Pour revenir sur la notion de Bien commun qui est au centre du Web, les premiers communs du monde numérique ont été, on l’a dit, les liens hypertextes, qui ont ensuite permis le développement de l’open source et des logiciels libres. Ceux-ci garantissent quatre libertés : les libertés d’utilisation, d’étude, de modification et de distribution, grâce à l’accès au code source du logiciel et à la création de licences spécifiques dites libres, comme le copyleft. L’idée ici au-delà du principe libertaire, est qu’un programme conçu à plusieurs et librement modifié, c’est-à-dire amélioré par le plus grand nombre, sera plus fiable et performant qu’un logiciel construit par une seule personne. On rejoint un fonctionnement du travail basé sur la méritocratie et la reconnaissance entre pairs, sans hiérarchie, comme chez les concepteurs d’Internet. La communauté des amateurs éclairés et passionnés fait naître la notion de communs numériques, à l’œuvre dans Wikipédia ou Openstreetmap par exemple, puis par la suite dans toutes les bases de données en Open Data. En prolongement, Lawrence Lessig, un juriste américain, crée les licences Creatives Commons (CC), qui permettent de fixer précisément les conditions d’utilisation des documents (libre diffusion sans modification/citation de l’auteur/interdiction de diffuser à des fins commerciales2, etc.) C’est une révolution en matière de droit d’auteur et de propriété intellectuelle.

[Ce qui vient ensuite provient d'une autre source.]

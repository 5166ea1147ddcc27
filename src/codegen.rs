//! Per-method code generation state.
//!
//! A [`CodegenUnit`] owns everything produced for one method: the
//! instruction list, the three literal pools, switch and fill-array tables,
//! and the finished side tables. It is never shared between threads; only
//! the patch sink is.
//!
//! The pipeline after instruction selection is:
//!
//! 1. [`CodegenUnit::process_switch_tables`] resolves case targets
//! 2. [`CodegenUnit::assign_offsets`] lays out code and data
//! 3. [`CodegenUnit::install`] encodes and appends data
//! 4. [`CodegenUnit::create_mapping_tables`] and
//!    [`CodegenUnit::create_native_gc_map`] build the side tables
//! 5. [`CodegenUnit::get_compiled_method`] packages the result
//!
//! [`CodegenUnit::materialize`] runs all of them in order.

use std::collections::{BTreeSet, HashMap};

use tracing::{debug, info};

use crate::assemble::install::{
    install_fill_array_data, install_pointer_literals, install_switch_tables,
    install_word_literals,
};
use crate::assemble::layout::{DataSections, assign_data_offsets};
use crate::assemble::{CodeBuffer, DataLayout, InstructionEncoder};
use crate::compiled::{CompiledMethod, FrameLayout, build_vmap_table};
use crate::config::AssemblerConfig;
use crate::error::{AssembleError, Result};
use crate::lir::{
    DexOffset, FillArrayData, FixupKind, InvokeType, Lir, LirId, LirList, LiteralId,
    LiteralPool, PseudoOp, SwitchPayload, SwitchTable, resource,
};
use crate::maps::gc_map::create_native_gc_map;
use crate::maps::mapping_table::{
    MappingTable, create_mapping_table, verify_catch_entries, verify_mapping_table,
};
use crate::maps::{Diagnostic, ReferenceLiveness};
use crate::patch::{CodePatchSink, MethodContext, PatchKind};

pub struct CodegenUnit {
    config: AssemblerConfig,
    context: MethodContext,
    lir: LirList,
    literals: LiteralPool,
    code_literals: LiteralPool,
    method_literals: LiteralPool,
    switch_tables: Vec<SwitchTable>,
    fill_array_data: Vec<FillArrayData>,
    block_labels: HashMap<DexOffset, LirId>,
    catches: BTreeSet<DexOffset>,
    core_vmap_table: Vec<u32>,
    fp_vmap_table: Vec<u32>,
    frame: FrameLayout,
    frame_size: u32,
    data_layout: DataLayout,
    code: Vec<u8>,
    mapping_table: Vec<u8>,
    native_gc_map: Vec<u8>,
    diagnostics: Vec<Diagnostic>,
}

impl CodegenUnit {
    pub fn new(config: AssemblerConfig, context: MethodContext) -> Self {
        let lir = LirList::new(config.retain_nops_for_diagnostics).with_limit(config.max_lir_count);
        Self {
            config,
            context,
            lir,
            literals: LiteralPool::new(),
            code_literals: LiteralPool::new(),
            method_literals: LiteralPool::new(),
            switch_tables: Vec::new(),
            fill_array_data: Vec::new(),
            block_labels: HashMap::new(),
            catches: BTreeSet::new(),
            core_vmap_table: Vec::new(),
            fp_vmap_table: Vec::new(),
            frame: FrameLayout::default(),
            frame_size: 0,
            data_layout: DataLayout::default(),
            code: Vec::new(),
            mapping_table: Vec::new(),
            native_gc_map: Vec::new(),
            diagnostics: Vec::new(),
        }
    }

    pub fn config(&self) -> &AssemblerConfig {
        &self.config
    }

    pub fn context(&self) -> MethodContext {
        self.context
    }

    pub fn lir(&self) -> &LirList {
        &self.lir
    }

    pub fn lir_mut(&mut self) -> &mut LirList {
        &mut self.lir
    }

    pub fn literals(&self) -> &LiteralPool {
        &self.literals
    }

    pub fn code_literals(&self) -> &LiteralPool {
        &self.code_literals
    }

    pub fn method_literals(&self) -> &LiteralPool {
        &self.method_literals
    }

    pub fn switch_tables(&self) -> &[SwitchTable] {
        &self.switch_tables
    }

    pub fn fill_array_data(&self) -> &[FillArrayData] {
        &self.fill_array_data
    }

    pub fn data_layout(&self) -> DataLayout {
        self.data_layout
    }

    pub fn mapping_table(&self) -> &[u8] {
        &self.mapping_table
    }

    pub fn native_gc_map(&self) -> &[u8] {
        &self.native_gc_map
    }

    /// Non-fatal findings from table verification.
    pub fn diagnostics(&self) -> &[Diagnostic] {
        &self.diagnostics
    }

    /// Bytes of data the pools have added so far.
    pub fn estimated_data_size(&self) -> u32 {
        self.literals.estimated_size()
            + self.code_literals.estimated_size()
            + self.method_literals.estimated_size()
    }

    // Literal pools

    pub fn add_word_data(&mut self, value: i32) -> LiteralId {
        self.literals.add_word(value)
    }

    pub fn add_wide_data(&mut self, low: i32, high: i32) -> LiteralId {
        self.literals.add_wide(low, high)
    }

    /// Reuse a word literal within `tolerance` of `value` if there is one.
    pub fn scan_literal_pool(&self, value: i32, tolerance: u32) -> Option<LiteralId> {
        self.literals.scan_for_near(value, tolerance)
    }

    pub fn scan_literal_pool_wide(&mut self, low: i32, high: i32) -> Option<LiteralId> {
        self.literals.scan_for_exact_wide(low, high)
    }

    /// Code pointer literal for a direct call, shared per (target, kind).
    pub fn add_code_literal(&mut self, target: u32, invoke_type: InvokeType) -> LiteralId {
        let pointer_size = self.config.instruction_set.pointer_size();
        self.code_literals
            .scan_for_pointer(target, invoke_type)
            .unwrap_or_else(|| self.code_literals.add_pointer(target, invoke_type, pointer_size))
    }

    /// Method pointer literal, shared per (target, kind).
    pub fn add_method_literal(&mut self, target: u32, invoke_type: InvokeType) -> LiteralId {
        let pointer_size = self.config.instruction_set.pointer_size();
        self.method_literals
            .scan_for_pointer(target, invoke_type)
            .unwrap_or_else(|| self.method_literals.add_pointer(target, invoke_type, pointer_size))
    }

    // Blocks, switches and frame

    pub fn register_block_label(&mut self, dex_offset: DexOffset, label: LirId) {
        self.block_labels.insert(dex_offset, label);
    }

    /// Append a normal block label for `dex_offset` and register it.
    pub fn new_block_label(&mut self, dex_offset: DexOffset) -> Result<LirId> {
        let label = self.lir.push(Lir::pseudo(PseudoOp::NormalBlockLabel, dex_offset))?;
        self.register_block_label(dex_offset, label);
        Ok(label)
    }

    pub fn block_label(&self, dex_offset: DexOffset) -> Option<LirId> {
        self.block_labels.get(&dex_offset).copied()
    }

    /// Declare `dex_offset` as the start of an exception handler.
    pub fn add_catch_entry(&mut self, dex_offset: DexOffset) {
        self.catches.insert(dex_offset);
    }

    pub fn add_switch_table(
        &mut self,
        payload: SwitchPayload,
        vaddr: DexOffset,
        anchor: Option<LirId>,
    ) -> usize {
        if self.config.verbose {
            payload.dump();
        }
        self.switch_tables.push(SwitchTable::new(payload, vaddr, anchor));
        self.switch_tables.len() - 1
    }

    pub fn add_fill_array_data(&mut self, data: FillArrayData) -> usize {
        self.fill_array_data.push(data);
        self.fill_array_data.len() - 1
    }

    pub fn set_frame(&mut self, frame: FrameLayout) -> Result<()> {
        self.frame_size = frame.compute_frame_size()?;
        self.frame = frame;
        Ok(())
    }

    pub fn frame_size(&self) -> u32 {
        self.frame_size
    }

    /// Record a promoted core register: physical sort key in the high
    /// bits, virtual register in the low bits.
    pub fn record_core_vmap(&mut self, entry: u32) {
        self.core_vmap_table.push(entry);
    }

    pub fn record_fp_vmap(&mut self, vreg: u32) {
        self.fp_vmap_table.push(vreg);
    }

    /// Resolve every case of every switch table to a target instruction.
    /// In verbose mode each target gets its own `CaseLabel` carrying the
    /// case key, so listings show which key lands where.
    pub fn process_switch_tables(&mut self) -> Result<()> {
        for table in self.switch_tables.iter_mut() {
            table.targets.clear();
            for i in 0..table.payload.entries() {
                let case_vaddr = table.case_vaddr(i);
                let label = *self
                    .block_labels
                    .get(&case_vaddr)
                    .ok_or(AssembleError::MissingBlockLabel(case_vaddr))?;
                let target = if self.config.verbose {
                    if !self.lir.get(label).is_linked() {
                        return Err(AssembleError::ListCorrupted(format!(
                            "block label {} for dex offset {:#x} is not linked",
                            label, case_vaddr
                        )));
                    }
                    let mut case = Lir::pseudo(PseudoOp::CaseLabel, case_vaddr)
                        .with_fixup(FixupKind::Label);
                    case.operands[0] = table.payload.key(i);
                    case.masks.def_mask = resource::ENCODE_ALL;
                    let case = self.lir.alloc(case)?;
                    self.lir.insert_after(label, case);
                    case
                } else {
                    label
                };
                table.targets.push(target);
            }
        }
        Ok(())
    }

    /// Let the encoder stamp instruction offsets, then lay out the data
    /// region behind the code.
    pub fn assign_offsets(&mut self, encoder: &mut dyn InstructionEncoder) -> Result<DataLayout> {
        let code_size = encoder.assign_offsets(&mut self.lir)?;
        self.data_layout = assign_data_offsets(
            DataSections {
                literals: &mut self.literals,
                code_literals: &mut self.code_literals,
                method_literals: &mut self.method_literals,
                switch_tables: &mut self.switch_tables,
                fill_array_data: &mut self.fill_array_data,
            },
            code_size,
            self.config.instruction_set.pointer_size(),
        );
        debug!(
            code_size,
            data_offset = self.data_layout.data_offset,
            total_size = self.data_layout.total_size,
            "assigned offsets"
        );
        Ok(self.data_layout)
    }

    /// Encode instructions and append every data section.
    pub fn install(
        &mut self,
        encoder: &mut dyn InstructionEncoder,
        sink: &dyn CodePatchSink,
    ) -> Result<()> {
        let code = encoder.encode(self)?;
        let mut buf = CodeBuffer::from_code(code);
        let pointer_size = self.config.instruction_set.pointer_size();
        install_word_literals(&mut buf, &self.literals, self.data_layout.data_offset)?;
        install_pointer_literals(
            &mut buf,
            &self.code_literals,
            PatchKind::Code,
            self.context,
            pointer_size,
            sink,
        )?;
        install_pointer_literals(
            &mut buf,
            &self.method_literals,
            PatchKind::Method,
            self.context,
            pointer_size,
            sink,
        )?;
        install_switch_tables(&mut buf, &self.switch_tables, &self.lir, self.config.branch_origin())?;
        install_fill_array_data(&mut buf, &self.fill_array_data)?;
        buf.pad_to(self.data_layout.total_size);
        if buf.offset() != self.data_layout.total_size {
            return Err(AssembleError::LayoutMismatch {
                what: "end of image",
                expected: self.data_layout.total_size,
                actual: buf.offset(),
            });
        }
        self.code = buf.into_code();
        Ok(())
    }

    /// Build the mapping table, verifying it when configured to.
    pub fn create_mapping_tables(&mut self) -> Result<()> {
        self.mapping_table = create_mapping_table(&self.lir)?;
        if self.config.verify_tables {
            verify_mapping_table(&self.mapping_table, &self.lir)?;
            let decoded = MappingTable::decode(&self.mapping_table)?;
            let found = verify_catch_entries(&decoded, &self.catches);
            self.diagnostics.extend(found);
        }
        Ok(())
    }

    pub fn create_native_gc_map(&mut self, liveness: &dyn ReferenceLiveness) -> Result<()> {
        self.native_gc_map = create_native_gc_map(&self.mapping_table, liveness)?;
        Ok(())
    }

    pub fn get_compiled_method(&self) -> CompiledMethod {
        let vmap_table = build_vmap_table(
            &self.core_vmap_table,
            &self.fp_vmap_table,
            self.frame_size,
            &self.frame,
        );
        CompiledMethod {
            instruction_set: self.config.instruction_set,
            code: self.code.clone(),
            frame_size_in_bytes: self.frame_size,
            core_spill_mask: self.frame.core_spill_mask,
            fp_spill_mask: self.frame.fp_spill_mask,
            mapping_table: self.mapping_table.clone(),
            vmap_table,
            gc_map: self.native_gc_map.clone(),
        }
    }

    /// Run the whole back end for this method.
    pub fn materialize(
        &mut self,
        encoder: &mut dyn InstructionEncoder,
        liveness: &dyn ReferenceLiveness,
        sink: &dyn CodePatchSink,
    ) -> Result<CompiledMethod> {
        self.process_switch_tables()?;
        self.assign_offsets(encoder)?;
        self.install(encoder, sink)?;
        self.create_mapping_tables()?;
        self.create_native_gc_map(liveness)?;
        if self.config.verbose {
            self.dump();
        }
        let method = self.get_compiled_method();
        info!(
            method_idx = self.context.method_idx,
            code_bytes = method.code.len(),
            frame_size = method.frame_size_in_bytes,
            diagnostics = self.diagnostics.len(),
            "compiled method"
        );
        Ok(method)
    }

    /// Log the listing, pools and tables at debug level.
    pub fn dump(&self) {
        debug!(
            "Dumping LIR insns for method {} ({} insns, {} data bytes)",
            self.context.method_idx,
            self.lir.len(),
            self.estimated_data_size()
        );
        self.lir.dump();
        for (_, lit) in self.literals.iter() {
            debug!("{:x} ({:04x}): .word (0x{:x})", lit.offset, lit.offset, lit.operands[0]);
        }
        for (_, lit) in self.code_literals.iter().chain(self.method_literals.iter()) {
            debug!(
                "{:x} ({:04x}): .word (target #{}, {:?})",
                lit.offset,
                lit.offset,
                lit.operands[0],
                InvokeType::from_operand(lit.operands[1])
            );
        }
        match MappingTable::decode(&self.mapping_table) {
            Ok(table) => table.dump(&format!("method_{}", self.context.method_idx)),
            Err(e) => debug!("mapping table unreadable: {}", e),
        }
    }
}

Un autre exemple intéressant de site participatif au succès incroyable est celui de Wikipédia. Dominique Cardon nous en rappelle les prémices. Nupédia, ancêtre de Wikipédia, est créé en 2000 par Jimmy Wales. Il demande à des universitaires des contributions pour alimenter le site, mais ceux-ci ne sont pas d’accord pour publier des articles gratuitement. Il a alors l’idée d’utiliser la technologie du wiki, qui « permet à quiconque d’écrire, d’effacer, et de corriger des pages du web à partir d’une utilisation ingénieuse du lien hypertexte » (p. 123) au départ seulement pour discuter entre internautes des articles écrits par les experts. Or, le site du grand public devient vite beaucoup plus vivant et fourni que les contributions universitaires et finit par se substituer à lui. On voit là que, sur le Web, ce n’est pas la compétence ou le diplôme qui détermine la qualité et la valeur des contenus, mais la validation des pairs. Wikipédia, « encyclopédie des ignorants », devient le site le plus consulté, qui arrive en premier résultat sur les moteurs de recherche, quel que soit le mot-clé, alors que son contenu est rédigé par des amateurs certes éclairés, mais non spécialistes. Dominique Cardon nous livre ici bien à propos la mention d’une enquête de la revue scientifique Nature de 2005 qui montre que les articles de Wikipédia sont globalement fiables3 par rapport à ceux de l’encyclopédie Britannica pour les entrées scientifiques, à savoir qu’il y a un nombre quasiment équivalent d’erreurs dans les deux.
Le succès de Wikipédia repose sur le principe de l’intelligence collective et sur les modes d’auto-régulation de la communauté, qui correspondent aux huit règles d’auto-gouvernance rédigée par la prix Nobel d’économie Elinor Ostrom. On peut donner en exemple la règle 3 : « Les individus affectés par la règle collective doivent pouvoir participer à la modification de cette règle », ou encore la règle 4 : « Les individus qui surveillent la ressource commune doivent être choisis localement et être responsables devant la communauté » (p. 128). Les pages « Discussions » de Wikipédia sont l’illustration de ce contrôle local, en interne. Les conflits sont réglés de façon transparente par le débat argumenté, sauf en cas de problème plus conséquent, où intervient un médiateur extérieur. Le savoir s’affine ainsi grâce aux conversations entre pairs, basées sur l’émulation intellectuelle.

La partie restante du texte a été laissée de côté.